CANNES - Tenho entrevistado Naomi Kawase regularmente aqui em Cannes - por A Floresta dos Lamentos, O Segredo das Águas, O Sabor da Vida. Pelo último foi há dois anos. Vivi uma curiosa experiência de voyeurismo com o marido e ela. Naomi estava com dor na coluna, mas não quis desmarcar a entrevista. Enquanto conversávamos, o marido grudou-se a cavalo atrás dela e começou a massageá-la. Se aquela mulher não teve uns três orgasmos, suspirando e gemendo, não me chamo Luiz Carlos Merten. Naomi está de volta à competição com Vers la Lumière, Em Direção à Luz. Tive outra epifania com ela. Em plena era da civilização da imagem, Naomi usa a audiodescrição para uma discussão ampla (e profunda) sobre o cinema e o mundo em que vivemos. A protagonista é essa jovem que tem de encontrar as palavras para descrever o que os olhos de alguns não veem. O cinema estás deixando de ser uma experiência sensorial, visual, sensual. A toda hora você vê pessoas - jornalistas, presumivelmente críticos - que não olham mais para a tela e ficam conferindo e-mails e sei lá que mais nas redes sociais. A protagonista tem essa mãe que está perdendo a memória.
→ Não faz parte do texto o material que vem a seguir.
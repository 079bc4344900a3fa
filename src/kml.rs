//! KML to place dataset conversion.
//!
//! Reads Placemarks from every `<Folder id="results">` and turns the first
//! `LinearRing` of each (inside `MultiGeometry`, or directly under the
//! Placemark) into a dataset entry. KML tuples are `lon,lat[,alt]`.

use std::path::{Path, PathBuf};

use roxmltree::{Document, Node};
use thiserror::Error;
use tracing::{debug, info, warn};

use crate::models::{GeoPoint, PlaceRecord};

const KML_NS: &str = "http://www.opengis.net/kml/2.2";
const RESULTS_FOLDER: &str = "results";

#[derive(Debug, Error)]
pub enum KmlError {
    /// Input is not well-formed XML
    #[error("invalid KML: {0}")]
    Xml(#[from] roxmltree::Error),

    #[error("no folder with id=\"results\" found")]
    NoResultsFolder,

    /// A coordinate tuple component is not a number
    #[error("placemark {placemark:?}: bad coordinate {value:?}")]
    Coordinate { placemark: String, value: String },
}

/// Element matcher that follows the document's namespace convention.
///
/// A namespaced root means every element is looked up in the KML 2.2
/// namespace; otherwise plain local names are used.
#[derive(Clone, Copy)]
struct Tags {
    ns: Option<&'static str>,
}

impl Tags {
    fn for_document(doc: &Document) -> Self {
        let ns = doc
            .root_element()
            .tag_name()
            .namespace()
            .map(|_| KML_NS);
        Self { ns }
    }

    fn is(&self, node: &Node, name: &str) -> bool {
        node.is_element() && node.tag_name().name() == name && node.tag_name().namespace() == self.ns
    }

    /// All matching elements below `node`, excluding `node` itself
    fn find_all<'a, 'input>(
        &self,
        node: Node<'a, 'input>,
        name: &'a str,
    ) -> impl Iterator<Item = Node<'a, 'input>> + 'a {
        let tags = *self;
        node.descendants().skip(1).filter(move |n| tags.is(n, name))
    }

    /// First matching direct child
    fn find_one<'a, 'input>(&self, node: Node<'a, 'input>, name: &str) -> Option<Node<'a, 'input>> {
        node.children().find(|n| self.is(n, name))
    }
}

/// Convert KML text into dataset entries, in document order.
pub fn parse_kml(text: &str) -> Result<Vec<PlaceRecord>, KmlError> {
    let doc = Document::parse(text)?;
    let tags = Tags::for_document(&doc);
    let root = doc.root_element();

    let folders: Vec<Node> = tags
        .find_all(root, "Folder")
        .filter(|f| f.attribute("id") == Some(RESULTS_FOLDER))
        .collect();

    if folders.is_empty() {
        return Err(KmlError::NoResultsFolder);
    }

    let mut records = Vec::new();

    for folder in folders {
        for placemark in tags.find_all(folder, "Placemark") {
            let Some(name) = tags.find_one(placemark, "name") else {
                continue;
            };

            let ring = match tags.find_one(placemark, "MultiGeometry") {
                Some(multi) => tags.find_one(multi, "LinearRing"),
                None => tags.find_one(placemark, "LinearRing"),
            };
            let Some(ring) = ring else {
                continue;
            };

            let Some(coords) = tags.find_one(ring, "coordinates").and_then(|c| c.text()) else {
                continue;
            };

            let name = name.text().unwrap_or_default().trim().to_string();
            let points = parse_coordinates(&name, coords)?;

            if points.is_empty() {
                debug!("Placemark {:?} has no usable points", name);
                continue;
            }

            records.push(PlaceRecord { name, points });
        }
    }

    if records.is_empty() {
        warn!("No valid Placemarks found");
    }

    info!("Converted {} placemarks", records.len());

    Ok(records)
}

/// Parse a whitespace separated list of `lon,lat[,alt]` tuples.
///
/// Tuples with fewer than two components are ignored.
fn parse_coordinates(placemark: &str, text: &str) -> Result<Vec<GeoPoint>, KmlError> {
    let mut points = Vec::new();

    for vertex in text.split_whitespace() {
        let parts: Vec<&str> = vertex.split(',').collect();
        if parts.len() < 2 {
            continue;
        }

        let number = |value: &str| {
            value.parse::<f64>().map_err(|_| KmlError::Coordinate {
                placemark: placemark.to_string(),
                value: value.to_string(),
            })
        };

        let lon = number(parts[0])?;
        let lat = number(parts[1])?;
        points.push(GeoPoint::new(lat, lon));
    }

    Ok(points)
}

/// Default output path: `.kml` swapped for `.json`
pub fn default_output_path(input: &Path) -> PathBuf {
    let replaced = input.to_string_lossy().replace(".kml", ".json");
    let replaced = PathBuf::from(replaced);
    if replaced == input {
        input.with_extension("json")
    } else {
        replaced
    }
}
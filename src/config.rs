//! TOML configuration for the `georesolve` binary.

use anyhow::{Context, Result};
use serde::Deserialize;
use std::fs;
use std::path::{Path, PathBuf};

#[derive(Debug, Deserialize, Clone, Default)]
#[serde(default)]
pub struct Config {
    pub dataset: DatasetConfig,
    pub logging: LoggingConfig,
}

#[derive(Debug, Deserialize, Clone)]
#[serde(default)]
pub struct DatasetConfig {
    pub path: PathBuf,
}

impl Default for DatasetConfig {
    fn default() -> Self {
        Self {
            path: PathBuf::from("data/places.json"),
        }
    }
}

#[derive(Debug, Deserialize, Clone)]
#[serde(default)]
pub struct LoggingConfig {
    /// Default filter directive when RUST_LOG is unset
    pub level: String,
}

impl Default for LoggingConfig {
    fn default() -> Self {
        Self {
            level: "info".to_string(),
        }
    }
}

impl Config {
    pub fn load_from_file<P: AsRef<Path>>(path: P) -> Result<Self> {
        let content = fs::read_to_string(path).context("Failed to read config file")?;
        let config: Config = toml::from_str(&content).context("Failed to parse config file")?;
        Ok(config)
    }
}
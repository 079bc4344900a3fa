use std::path::PathBuf;

use geo::Coord;
use georesolve::pip::StaticSource;
use georesolve::{GeoResolver, PlaceRegistry};

fn sample_path() -> PathBuf {
    PathBuf::from(env!("CARGO_MANIFEST_DIR")).join("data/places.json")
}

#[test]
fn test_sample_dataset_loads() {
    let registry = PlaceRegistry::from_file(sample_path());
    registry.ensure_loaded().unwrap();

    let set = registry.places().unwrap();
    let names: Vec<&str> = set.iter().map(|p| p.name.as_str()).collect();
    assert_eq!(
        names,
        vec!["Praia do Sancho", "Baía dos Porcos", "Baía do Sueste"]
    );
    assert!(set.report().skipped.is_empty());

    // Closing vertex of the KML-style ring is dropped
    assert_eq!(set.places()[1].boundary.len(), 4);
}

#[test]
fn test_sancho() {
    let registry = PlaceRegistry::from_file(sample_path());
    let resolver = GeoResolver::new(&registry);

    assert_eq!(
        resolver.resolve_lon_lat(-32.444, -3.855).as_deref(),
        Some("Praia do Sancho")
    );
}

#[test]
fn test_baia_dos_porcos() {
    let registry = PlaceRegistry::from_file(sample_path());
    let resolver = GeoResolver::new(&registry);

    assert_eq!(
        resolver
            .resolve_lon_lat(-32.44113041999816, -3.8515341888992354)
            .as_deref(),
        Some("Baía dos Porcos")
    );
}

#[test]
fn test_sueste() {
    let registry = PlaceRegistry::from_file(sample_path());
    let resolver = GeoResolver::new(&registry);

    assert_eq!(
        resolver.resolve_lon_lat(-32.421, -3.869).as_deref(),
        Some("Baía do Sueste")
    );
}

#[test]
fn test_unknown_location() {
    let registry = PlaceRegistry::from_file(sample_path());
    let resolver = GeoResolver::new(&registry);

    // Open Atlantic, far from the archipelago
    assert_eq!(resolver.resolve(Coord { x: 0.0, y: 0.0 }), None);
    // On the island but outside every listed beach
    assert_eq!(resolver.resolve_lon_lat(-32.43, -3.86), None);
}

#[test]
fn test_embedded_dataset() {
    let registry = PlaceRegistry::new(StaticSource::new(
        "embedded places.json",
        include_str!("../data/places.json"),
    ));
    let resolver = GeoResolver::new(&registry);

    assert_eq!(
        resolver.resolve_lon_lat(-32.444, -3.855).as_deref(),
        Some("Praia do Sancho")
    );
    assert_eq!(registry.places().unwrap().report().source, "embedded places.json");
}

#[test]
fn test_polling_reuses_snapshot() {
    let registry = PlaceRegistry::from_file(sample_path());
    let resolver = GeoResolver::new(&registry);

    let track = [
        (-32.444, -3.855),
        (-32.4412, -3.8516),
        (0.0, 0.0),
        (-32.421, -3.869),
    ];
    let resolved: Vec<Option<String>> = track
        .iter()
        .map(|&(lon, lat)| resolver.resolve_lon_lat(lon, lat))
        .collect();

    assert_eq!(
        resolved,
        vec![
            Some("Praia do Sancho".to_string()),
            Some("Baía dos Porcos".to_string()),
            None,
            Some("Baía do Sueste".to_string()),
        ]
    );
}
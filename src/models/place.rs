//! Place and boundary types shared by the registry and resolver.

use geo::{BoundingRect, Coord, LineString, Rect};
use serde::{Deserialize, Serialize};

/// Geographic point (lat/lon) as it appears in the dataset
#[derive(Debug, Clone, Copy, PartialEq, Serialize, Deserialize)]
pub struct GeoPoint {
    pub lat: f64,
    pub lon: f64,
}

impl GeoPoint {
    pub fn new(lat: f64, lon: f64) -> Self {
        Self { lat, lon }
    }

    /// Planar coordinate used by the containment test: lon -> x, lat -> y
    pub fn to_coord(self) -> Coord<f64> {
        Coord {
            x: self.lon,
            y: self.lat,
        }
    }
}

/// One raw dataset entry, before validation.
#[derive(Debug, Clone, Serialize, Deserialize)]
pub struct PlaceRecord {
    #[serde(default)]
    pub name: String,

    #[serde(default)]
    pub points: Vec<GeoPoint>,
}

/// Closed polygon ring. The last vertex implicitly connects back to the first.
#[derive(Debug, Clone, PartialEq)]
pub struct Boundary {
    vertices: Vec<Coord<f64>>,
}

impl Boundary {
    pub fn new(vertices: Vec<Coord<f64>>) -> Self {
        Self { vertices }
    }

    /// Build a boundary from dataset points.
    ///
    /// A repeated closing vertex is dropped as long as 3 vertices remain.
    pub fn from_points(points: &[GeoPoint]) -> Self {
        let mut vertices: Vec<Coord<f64>> = points.iter().map(|p| p.to_coord()).collect();
        if vertices.len() > 3 && vertices.first() == vertices.last() {
            vertices.pop();
        }
        Self { vertices }
    }

    pub fn vertices(&self) -> &[Coord<f64>] {
        &self.vertices
    }

    pub fn len(&self) -> usize {
        self.vertices.len()
    }

    pub fn is_empty(&self) -> bool {
        self.vertices.is_empty()
    }

    /// A ring needs at least 3 vertices to enclose anything
    pub fn is_valid(&self) -> bool {
        self.vertices.len() >= 3
    }

    pub fn bounding_rect(&self) -> Option<Rect<f64>> {
        LineString::new(self.vertices.clone()).bounding_rect()
    }
}

/// A named region. Created once at load time and never mutated.
#[derive(Debug, Clone, PartialEq)]
pub struct Place {
    pub name: String,
    pub boundary: Boundary,
}

impl Place {
    pub fn new(name: impl Into<String>, boundary: Boundary) -> Self {
        Self {
            name: name.into(),
            boundary,
        }
    }

    /// Bounding box of the boundary, if it has any vertices
    pub fn bbox(&self) -> Option<Rect<f64>> {
        self.boundary.bounding_rect()
    }
}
O pai morreu e ela, qual Electra, ainda está presa a esse momento mágico em quer o pai a levou, ainda criança, para ver o crepúsculo. Nada menos surpreendente que ela se envolva com esse homem mais velho, um fotógrafo que está perdendo a visão. O que vemos, no cinema e na vida? E quando a imaginação nos supera, transpassa? Esse festival anda cheio de cenas de sexo. Hetero, homo. Hoje pela manhã, passei no Short Corner para conferir os curtas que concorrem com o brasileiro Vazio do Lado de Fora na Cinéfondation. Tem um curta israelense, Heritage, Herança. Um jovem gay enterra o pai e descobre, por acidente, que ele tinha um affair com um homem casado. Papai e seu amante no armário. O filho aproxima-se do amante do pai, que não sabe que ele morreu. Faz-se possuir por ele. O que mostrar do sexo na tela? O fotógrafo pede à garota para tocar seu rosto. Só isso. Só? Confesso que não vi nada mais erótico no cinema recente. Achei lindo o filme da Kawase. Enxergar com o olhos da alma, com o coração... Parece banal, dizendo assim. Algo como Saint-Exupéry no Pequeno Príncipe. O essencial é invisível para os olhos. Banal my ass. E o filme tem aspectos da relação mãe/filha que podem tocar M. le président (du jury).